Shows the ROC analysis of the 5-gene SVM model using the test dataset and fivefold cross-validation


Host cell death controls Mtb outgrowth and restricts infection dissemination [7,8,9]. Apoptosis during Mtb infection is a defense mechanism for cells confronted with intracellular pathogens [7]. In contrast, necrotic cell death is considered host-detrimental since it facilitates mycobacterial spread [12]. Cuproptosis, a recently found programmed cell death, differs in the initiating stimuli, intermediate activation events, and end effectors from other forms of cell death and is involved in the progression of tumor and neurodegenerative diseases [13, 14]. By far, no studies have been reported on cuproptosis-related genes' role in Mtb infection. Recent transcriptomic research efforts have highlighted a range of genes and gene expression patterns related to the stage of Mtb infection [15, 16]. We systemically explored the cuproptosis-related gene expression profiles in Mtb infection individuals for the first time. In line with previous reports [17, 18], our study showed that the immune status of ATB patients was characterized by the suppression of lymphocytes, which presented by a significant drop in throughout CD4 T cells, CD8 + T cells, and B cells, together with the activation of myeloid and inflammation cells (e.g., macrophages. neutrophils, and monocytes). T cells and their antibodies may impact the course of an Mtb infection by affecting granuloma development [19]. Limiting lymphocyte responses is therefore associated with uncontrolled Mtb infection and the transition from LTBI to ATB [20]. Extensive inflammatory responses, including DCs, monocytes, macrophages, and neutrophils, are generated in ATB patients in response to the disseminated bacteria and accompanying tissue damage. Further, we discovered that the expression of some DE-CRGs (e.g., NFE2L2, NLRP3, and MTF1) was upregulated in ATB pediatric patients, which were negatively associated with lymphocytes, while positively correlated to myeloid and inflammation cells; some DE-CRGs (e.g., DBT, DLSTFD, LIPT1, and PDHB) were downregulated, which were positively associated with lymphocytes, and negatively related to inflammation cells. The dysregulation of CRGs and their association with immune cell populations highlight the potentially important role that copper-induced cell death may participate in the pathogenesis of LTBI progressing to ATB in children.

We used unsupervised cluster analysis to highlight the various cuproptosis regulation patterns in pediatric ATB patients based on the expression landscapes of nine DE-CRGs tested and discovered two unique cuproptosis-related subtypes. ICI analysis showed that Subtype 1 was characterized by the suppression of lymphocytes and activation of myeloid and inflammatory cells. Subtype-specific DEGs indicated that Subtype 1 was primarily enriched in regulating immune and inflammation responses and energy and amino acid metabolism. These results implied that Subtype 1 was more closely related to the immunopathology of ATB.

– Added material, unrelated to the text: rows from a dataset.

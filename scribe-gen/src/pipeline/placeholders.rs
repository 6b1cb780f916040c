//! Media placeholder resolution
//!
//! Generated articles carry `{{IMG_SEARCH:<keyword>}}` markers. Every occurrence is
//! looked up independently (duplicates included), concurrently, under a per-lookup
//! timeout. A found URL replaces that occurrence with an `<img>` element; anything
//! else removes the marker. Markers never survive into the output.

use crate::types::MediaLookup;
use futures::stream::{self, StreamExt};
use regex::Regex;
use std::sync::{Arc, OnceLock};
use std::time::Duration;
use tracing::{debug, info};

/// Marker pattern; the keyword is the shortest run up to the closing braces,
/// line breaks included
pub const MARKER_PATTERN: &str = r"(?s)\{\{IMG_SEARCH:(.*?)\}\}";

fn marker_regex() -> &'static Regex {
    static MARKER: OnceLock<Regex> = OnceLock::new();
    MARKER.get_or_init(|| Regex::new(MARKER_PATTERN).expect("marker pattern is valid"))
}

/// One marker occurrence
#[derive(Debug, Clone, PartialEq, Eq)]
pub struct Marker {
    /// Byte span of the full marker in the scanned text
    pub start: usize,
    pub end: usize,
    /// Exact marker text, braces included
    pub text: String,
    pub keyword: String,
}

/// Find all non-overlapping markers, in order
pub fn find_markers(text: &str) -> Vec<Marker> {
    marker_regex()
        .captures_iter(text)
        .filter_map(|caps| {
            let whole = caps.get(0)?;
            let keyword = caps.get(1)?;
            Some(Marker {
                start: whole.start(),
                end: whole.end(),
                text: whole.as_str().to_string(),
                keyword: keyword.as_str().trim().to_string(),
            })
        })
        .collect()
}

/// Escape text for use inside a double-quoted HTML attribute
fn escape_attr(value: &str) -> String {
    let mut escaped = String::with_capacity(value.len());
    for c in value.chars() {
        match c {
            '&' => escaped.push_str("&amp;"),
            '"' => escaped.push_str("&quot;"),
            '<' => escaped.push_str("&lt;"),
            '>' => escaped.push_str("&gt;"),
            '\'' => escaped.push_str("&#39;"),
            _ => escaped.push(c),
        }
    }
    escaped
}

/// Markup for a resolved image
pub fn render_image(url: &str, keyword: &str) -> String {
    format!(
        r#"<img src="{}" alt="{}" style="border-radius: 8px; margin: 15px 0; width: 100%; max-height: 400px; object-fit: cover;" />"#,
        escape_attr(url),
        escape_attr(keyword)
    )
}

/// Resolves placeholder markers through a [`MediaLookup`]
#[derive(Clone)]
pub struct PlaceholderResolver {
    lookup: Arc<dyn MediaLookup>,
    lookup_timeout: Duration,
    max_concurrency: usize,
}

impl PlaceholderResolver {
    pub fn new(lookup: Arc<dyn MediaLookup>, lookup_timeout: Duration, max_concurrency: usize) -> Self {
        Self {
            lookup,
            lookup_timeout,
            max_concurrency: max_concurrency.max(1),
        }
    }

    /// Replace every marker in `text`, waiting for all lookups
    pub async fn resolve(&self, text: &str) -> String {
        let markers = find_markers(text);
        if markers.is_empty() {
            return text.to_string();
        }

        info!(
            markers = markers.len(),
            backend = self.lookup.name(),
            "Resolving media placeholders"
        );

        // Each task owns its keyword; handler futures must be Send
        let keywords: Vec<(usize, String)> = markers
            .iter()
            .map(|marker| marker.keyword.clone())
            .enumerate()
            .collect();

        let replacements: Vec<(usize, String)> = stream::iter(keywords)
            .map(|(position, keyword)| {
                let lookup = Arc::clone(&self.lookup);
                let lookup_timeout = self.lookup_timeout;
                async move {
                    let found = match tokio::time::timeout(lookup_timeout, lookup.lookup(&keyword)).await {
                        Ok(found) => found.filter(|url| !url.trim().is_empty()),
                        Err(_) => {
                            debug!(keyword = %keyword, "Media lookup timed out");
                            None
                        }
                    };
                    let replacement = match found {
                        Some(url) => render_image(&url, &keyword),
                        None => {
                            debug!(keyword = %keyword, "No media found, removing placeholder");
                            String::new()
                        }
                    };
                    (position, replacement)
                }
            })
            .buffer_unordered(self.max_concurrency)
            .collect()
            .await;

        let mut by_position = vec![String::new(); markers.len()];
        for (position, replacement) in replacements {
            by_position[position] = replacement;
        }

        splice(text, &markers, &by_position)
    }
}

/// Replace each marker span with its replacement, copying the text between
/// markers verbatim
fn splice(text: &str, markers: &[Marker], replacements: &[String]) -> String {
    let mut output = String::with_capacity(text.len());
    let mut cursor = 0;
    for (marker, replacement) in markers.iter().zip(replacements) {
        debug_assert_eq!(&text[marker.start..marker.end], marker.text);
        output.push_str(&text[cursor..marker.start]);
        output.push_str(replacement);
        cursor = marker.end;
    }
    output.push_str(&text[cursor..]);
    output
}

Over the last two decades, effective and precise computer methods have been developed to mine the growing mountain of biological data for insights [21]. It has been shown that machine learning models may provide an appropriate platform for merging data from disparate sources to comprehend the intertwining nature of genetic, environmental, and demographic information in the development of different diseases [22]. Thus, compared to univariate analysis, the outcomes of these multifactorial studies are more accurate and credible. Using the expression patterns of subtype-specific DE-CRGs, we developed a prediction model for pediatric ATB using four machine-learning classifiers (RF, GLM, SVM, and XGB). RF uses several decision trees for classification or regression prediction [23]. Using the SVM technique, one may create a hyperplane with a maximum margin to discriminate between negative and positive examples [24]. In order to examine the association between normally distributed dependent characteristics and categorical or continuous independent data, GLM was developed as an extension of multiple linear regression models [25]. XGB is a gradient-boosting-based ensemble of boosted trees that allows for a thorough analysis of the trade-offs between model complexity and classification error [26]. Ultimately, it was shown that SVM-based machine learning had the greatest AUC in predicting the subtypes of ATB patients.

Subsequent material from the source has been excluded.